I actually once addressed these ungrateful words to my Master. Seized by one of the unpredictable delusions which occasionally assail the devotee, I felt a growing impatience with hermitage duties and college studies. A feebly extenuating circumstance is that my proposal was made when I had been only six months with Sri Yukteswar. Not yet had I fully surveyed his towering stature.

"Many hillmen live in the Himalayas, yet possess no God-perception." My guru's answer came slowly and simply. "Wisdom is better sought from a man of realization than from an inert mountain."

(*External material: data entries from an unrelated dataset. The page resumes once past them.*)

use anyhow::Context;
use serde::{Deserialize, Serialize};
use std::fs;
use std::time::Duration;

use crate::mass_payment::{CheckpointRetryPolicy, WorkerConfig};

#[derive(Debug, Serialize, Deserialize, Clone)]
pub struct AppConfig {
    pub log_level: String,
    pub log_dir: String,
    pub log_file: String,
    pub use_json: bool,
    pub rotation: String,
    /// Emit per-iteration progress events
    #[serde(default)]
    pub enable_tracing: bool,
    pub gateway: GatewayConfig,
    #[serde(default)]
    pub checkpoint: CheckpointConfig,
    #[serde(default)]
    pub orchestrator: OrchestratorConfig,
    #[serde(default)]
    pub recovery: RecoveryConfig,
    pub network: NetworkConfig,
}

#[derive(Debug, Serialize, Deserialize, Clone)]
pub struct GatewayConfig {
    pub host: String,
    pub port: u16,
}

#[derive(Debug, Serialize, Deserialize, Clone, Copy, PartialEq, Eq)]
#[serde(rename_all = "lowercase")]
pub enum CheckpointBackend {
    Memory,
    Journal,
    Postgres,
}

#[derive(Debug, Serialize, Deserialize, Clone)]
pub struct CheckpointConfig {
    pub backend: CheckpointBackend,
    pub journal_path: String,
    #[serde(default)]
    pub postgres_url: Option<String>,
}

impl Default for CheckpointConfig {
    fn default() -> Self {
        Self {
            backend: CheckpointBackend::Journal,
            journal_path: "./data/mass_payment/checkpoints.journal".to_string(),
            postgres_url: None,
        }
    }
}

#[derive(Debug, Serialize, Deserialize, Clone, Default)]
pub struct OrchestratorConfig {
    #[serde(default)]
    pub checkpoint_retry: RetryConfig,
}

/// Retry of checkpoint writes after an iteration has finalized
#[derive(Debug, Serialize, Deserialize, Clone)]
pub struct RetryConfig {
    pub max_attempts: u32,
    pub initial_backoff_ms: u64,
    pub max_backoff_ms: u64,
}

impl Default for RetryConfig {
    fn default() -> Self {
        Self {
            max_attempts: 5,
            initial_backoff_ms: 50,
            max_backoff_ms: 2000,
        }
    }
}

impl From<&RetryConfig> for CheckpointRetryPolicy {
    fn from(c: &RetryConfig) -> Self {
        Self {
            max_attempts: c.max_attempts.max(1),
            initial_backoff: Duration::from_millis(c.initial_backoff_ms),
            max_backoff: Duration::from_millis(c.max_backoff_ms),
        }
    }
}

#[derive(Debug, Serialize, Deserialize, Clone)]
pub struct RecoveryConfig {
    pub enabled: bool,
    pub scan_interval_ms: u64,
    pub stale_threshold_ms: u64,
    pub batch_size: usize,
}

impl Default for RecoveryConfig {
    fn default() -> Self {
        Self {
            enabled: true,
            scan_interval_ms: 30_000,
            stale_threshold_ms: 60_000,
            batch_size: 100,
        }
    }
}

impl From<&RecoveryConfig> for WorkerConfig {
    fn from(c: &RecoveryConfig) -> Self {
        Self {
            scan_interval: Duration::from_millis(c.scan_interval_ms),
            stale_threshold: Duration::from_millis(c.stale_threshold_ms),
            batch_size: c.batch_size,
        }
    }
}

/// Participants of the simulated ledger network
#[derive(Debug, Serialize, Deserialize, Clone)]
pub struct NetworkConfig {
    /// Legal name of this node
    pub identity: String,
    #[serde(default)]
    pub parties: Vec<String>,
    #[serde(default)]
    pub notaries: Vec<String>,
    /// Artificial delay per ledger call
    #[serde(default)]
    pub latency_ms: u64,
}

impl AppConfig {
    pub fn load(env: &str) -> anyhow::Result<Self> {
        let config_path = format!("config/{}.yaml", env);
        let content = fs::read_to_string(&config_path)
            .with_context(|| format!("Failed to read config file: {}", config_path))?;
        Self::from_yaml(&content).with_context(|| format!("Failed to parse {}", config_path))
    }

    pub fn from_yaml(content: &str) -> anyhow::Result<Self> {
        Ok(serde_yaml::from_str(content)?)
    }
}

#[cfg(test)]
mod tests {
    use super::*;

    const MINIMAL: &str = r#"
log_level: info
log_dir: ./logs
log_file: mass_payment.log
use_json: false
rotation: daily
gateway:
  host: 0.0.0.0
  port: 8080
network:
  identity: "O=Bank A, L=London, C=GB"
  parties: ["O=Bank B, L=New York, C=US"]
  notaries: ["O=Notary, L=Zurich, C=CH"]
"#;

    #[test]
    fn test_defaults_fill_optional_sections() {
        let config = AppConfig::from_yaml(MINIMAL).unwrap();
        assert!(!config.enable_tracing);
        assert_eq!(config.checkpoint.backend, CheckpointBackend::Journal);
        assert_eq!(config.orchestrator.checkpoint_retry.max_attempts, 5);
        assert!(config.recovery.enabled);
        assert_eq!(config.network.latency_ms, 0);
    }

    #[test]
    fn test_conversions() {
        let retry = CheckpointRetryPolicy::from(&RetryConfig {
            max_attempts: 0,
            initial_backoff_ms: 10,
            max_backoff_ms: 100,
        });
        assert_eq!(retry.max_attempts, 1);
        assert_eq!(retry.initial_backoff, Duration::from_millis(10));

        let worker = WorkerConfig::from(&RecoveryConfig::default());
        assert_eq!(worker.scan_interval, Duration::from_secs(30));
        assert_eq!(worker.batch_size, 100);
    }

    #[test]
    fn test_backend_names() {
        let yaml = MINIMAL.to_string()
            + "checkpoint:\n  backend: postgres\n  journal_path: unused\n  postgres_url: postgresql://localhost/mp\n";
        let config = AppConfig::from_yaml(&yaml).unwrap();
        assert_eq!(config.checkpoint.backend, CheckpointBackend::Postgres);
        assert!(config.checkpoint.postgres_url.is_some());

        assert!(AppConfig::from_yaml(&MINIMAL.replace("port: 8080", "port: x")).is_err());
    }
}
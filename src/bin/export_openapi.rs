//! Export the OpenAPI document
//!
//! Usage:
//!   cargo run --bin export_openapi > openapi.json
//!   cargo run --bin export_openapi -- --output docs/openapi.json

use anyhow::Context;
use clap::Parser;
use mass_payment::gateway::openapi::ApiDoc;
use utoipa::OpenApi;

#[derive(Parser)]
struct Args {
    /// Write to this file instead of stdout
    #[arg(long)]
    output: Option<String>,
}

fn main() -> anyhow::Result<()> {
    let args = Args::parse();
    let json = ApiDoc::openapi()
        .to_pretty_json()
        .context("Failed to serialize OpenAPI document")?;

    match args.output {
        Some(path) => {
            std::fs::write(&path, &json).with_context(|| format!("Failed to write {}", path))?;
            eprintln!("OpenAPI document exported to: {}", path);
        }
        None => println!("{}", json),
    }
    Ok(())
}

Ignoring Master's plain hint that he, and not a hill, was my teacher, I repeated my plea. Sri Yukteswar vouchsafed no reply. I took his silence for consent, a precarious interpretation readily accepted at one's convenience.

In my Calcutta home that evening, I busied myself with travel preparations. Tying a few articles inside a blanket, I remembered a similar bundle, surreptitiously dropped from my attic window a few years earlier. I wondered if this were to be another ill-starred flight toward the Himalayas. The first time my spiritual elation had been high; tonight conscience smote heavily at thought of leaving my guru.

The following morning I sought out Behari Pundit, my Sanskrit professor at Scottish Church College.

"Sir, you have told me of your friendship with a great disciple of Lahiri Mahasaya. Please give me his address."

"You mean Ram Gopal Muzumdar. I call him the 'sleepless saint.' He is always awake in an ecstatic consciousness. His home is at Ranbajpur, near Tarakeswar."

I thanked the pundit, and entrained immediately for Tarakeswar. I hoped to silence my misgivings by wringing a sanction from the "sleepless saint" to engage myself in lonely Himalayan meditation. Behari's friend, I heard, had received illumination after many years of Kriya Yoga practice in isolated caves.

At Tarakeswar I approached a famous shrine. Hindus regard it with the same veneration that Catholics give to the Lourdes sanctuary in France. Innumerable healing miracles have occurred at Tarakeswar, including one for a member of my family.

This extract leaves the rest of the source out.